アスキーアートの各行はこちらのファイルに記載されています。
https://github.com/kurochan/ipv6-christmas-tree/blob/v1.0.0/christmas_tree.txt
テキストファイルを改行で区切って配列にし、それをループしながらDNSレコードを生成しています。
locals { hosts = split("\n", chomp(file("${path.module}/christmas_tree.txt")))}resource "cloudflare_dns_record" "tree" { for_each = { for host in local.hosts : host => index(local.hosts, host) } zone_id = var.zone_id name = "${each.key}.${var.domain}" ttl = 300 type = "AAAA" comment = "for CyberAgent Developers Advent Calendar 2025" content = cidrhost(tolist(aws_network_interface.ec2.ipv6_prefixes)[0], each.value * 2 + 1) proxied = false}DNSレコードとIPv6アドレスが一対一で紐づく必要があるため、重複した行ができないように注意してください。

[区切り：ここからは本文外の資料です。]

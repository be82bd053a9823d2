//! Bearer authentication middleware for the mock API

use axum::{
    extract::{Request, State},
    http::StatusCode,
    middleware::Next,
    response::{IntoResponse, Response},
    Json,
};

use crate::store::SharedStore;

/// Extension that holds the authenticated caller
#[derive(Clone, Debug)]
pub struct AuthenticatedUser {
    pub user_id: String,
    pub token: String,
}

/// Resolve an `Authorization` header to the caller
pub fn auth_extractor(
    store: &SharedStore,
    auth_header: Option<&str>,
) -> Result<AuthenticatedUser, (StatusCode, &'static str)> {
    let token = auth_header
        .and_then(|h| h.strip_prefix("Bearer "))
        .map(str::trim)
        .filter(|t| !t.is_empty())
        .ok_or((StatusCode::UNAUTHORIZED, "Please authenticate."))?;

    let user_id = store
        .read()
        .authenticate(token)
        .map_err(|_| (StatusCode::UNAUTHORIZED, "Please authenticate."))?;

    Ok(AuthenticatedUser {
        user_id,
        token: token.to_string(),
    })
}

/// Middleware that rejects the request before any handler runs
pub async fn require_auth(
    State(store): State<SharedStore>,
    mut request: Request,
    next: Next,
) -> Response {
    let auth_header = request
        .headers()
        .get(axum::http::header::AUTHORIZATION)
        .and_then(|v| v.to_str().ok());

    match auth_extractor(&store, auth_header) {
        Ok(caller) => {
            request.extensions_mut().insert(caller);
            next.run(request).await
        }
        Err((status, msg)) => (status, Json(serde_json::json!({ "error": msg }))).into_response(),
    }
}

#[cfg(test)]
mod tests {
    use super::*;
    use crate::store::{Store, UserInput};

    #[test]
    fn rejects_missing_malformed_and_unknown_tokens() {
        let store = Store::shared();
        for header in [None, Some("Token abc"), Some("Bearer "), Some("Bearer invalid-token")] {
            let err = auth_extractor(&store, header).unwrap_err();
            assert_eq!(err.0, StatusCode::UNAUTHORIZED, "header {:?}", header);
        }
    }

    #[test]
    fn accepts_a_live_session() {
        let store = Store::shared();
        let (user, token) = store
            .write()
            .register(UserInput {
                first_name: Some("A".into()),
                last_name: Some("B".into()),
                email: Some("ab@example.com".into()),
                password: Some("longenough".into()),
            })
            .unwrap();

        let header = format!("Bearer {}", token);
        let caller = auth_extractor(&store, Some(&header)).unwrap();
        assert_eq!(caller.user_id, user.id);
        assert_eq!(caller.token, token);
    }
}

以上にてAWSアカウント内(とCloudflareが少し)で完結する操作は完了です。
仕上げ: サポートチケットを起票する
先ほど設定したDNSの設定は「正引き」であり、traceroute時にクエリされるのは「逆引き」です。逆引きのDNSレコードは逆引きの仕組み上そのIPv6アドレス(プレフィックス)の持ち主でなければ設定ができません。今回利用しているAWSのVPC内のIPv6アドレスは自分の持ち物ではなく、あくまでもAWSから割り当ててもらっているアドレスです。そのため、持ち主であるAWSにお願いをして設定してもらう必要があります。
Elastic IPは逆引きの設定をするAPIが存在するのですが、Elastic IPはIPv4の概念のため、IPv6に対応できません。
https://docs.aws.amazon.com/ja_jp/AWSEC2/latest/UserGuide/Using_Elastic_Addressing_Reverse_DNS.html
あまりなさそうなユースケースなのでダメ元でサポートチケットを起票してみました。かなり怪しいというかお恥ずかしいサポートチケットになってしまいました。

結論から言うと、Eメール送信用途ではないかつElastic IPではない場合に関してもこちらのフォームで申請可能なようです。
https://support.console.aws.amazon.com/support/contacts#/rdns-limits
これでめでたくクリスマスツリーが完成しました!🎅
おわりに
IPv6は最初の仕様策定から30年、日本初のIPv6商用サービスリリースから26年が経過した技術で、かなりの年月が経過しもはや新しい技術ではなくなりました。
サイバーエージェントのとある広告プロダクトの実トラフィックのIPv6比率は2023年時点で60%弱あり、クライアント側の対応が進んできていることがわかりますが、それ以上にIPv4のアドレス空間の逼迫状況はどんどん厳しくなってきており、AWSですと2023年にはパブリックIPv4アドレスの料金体系の変更があり、コスト増の要因となっています。
AWSのパブリックIPv4の料金体系の変更とサイバーエージェントのIPv6活用推進事例 | CyberAgent Developers Blog
LBやCDNにIPv6アドレスをつければクライアントとのインターネット上の通信はIPv6化が達成されるため、これだけでもかなりの進歩ですが、その裏がIPv4のみで構築されている段階は「完全なIPv6対応」と言うにはまだ距離があります。
VPC内やコンテナクラスタを含めかなり積極的なIPv6化の取り組みをしているケースとしてNetflixの事例を紹介します。
AWS re:Invent 2021 – How Netflix is using IPv6 to enable hyperscale networking

Netflixは2021年にVPC内のフローのIPv6比率を1%未満から25%程度まで向上させたそうです。

「ビジネス上、経済上の理由から必要だからIPv6化に取り組んでいる」という趣旨の発言が非常に印象的でした。
作ってみた感想ですが、学生時代に本記事と似たようなことを友人とやったことがあります。当時はLinuxで実装する方法がわからず、短いLANケーブルを大量に製作し48ポートのL3スイッチ(ルータのようなもの)を3台繋げて物理的にパケットをHopさせたのですが、今ではterraformで実装できるようになり成長を感じました。

IPv6アドレスはアドレス幅もそうですが設計も異なるため、今回ご紹介したような極端な構成をインターネットに繋がった状態で実装したところで全く問題が起きないことがわかります。本記事をきっかけにIPv6により興味を持つ人が増えましたら幸いです。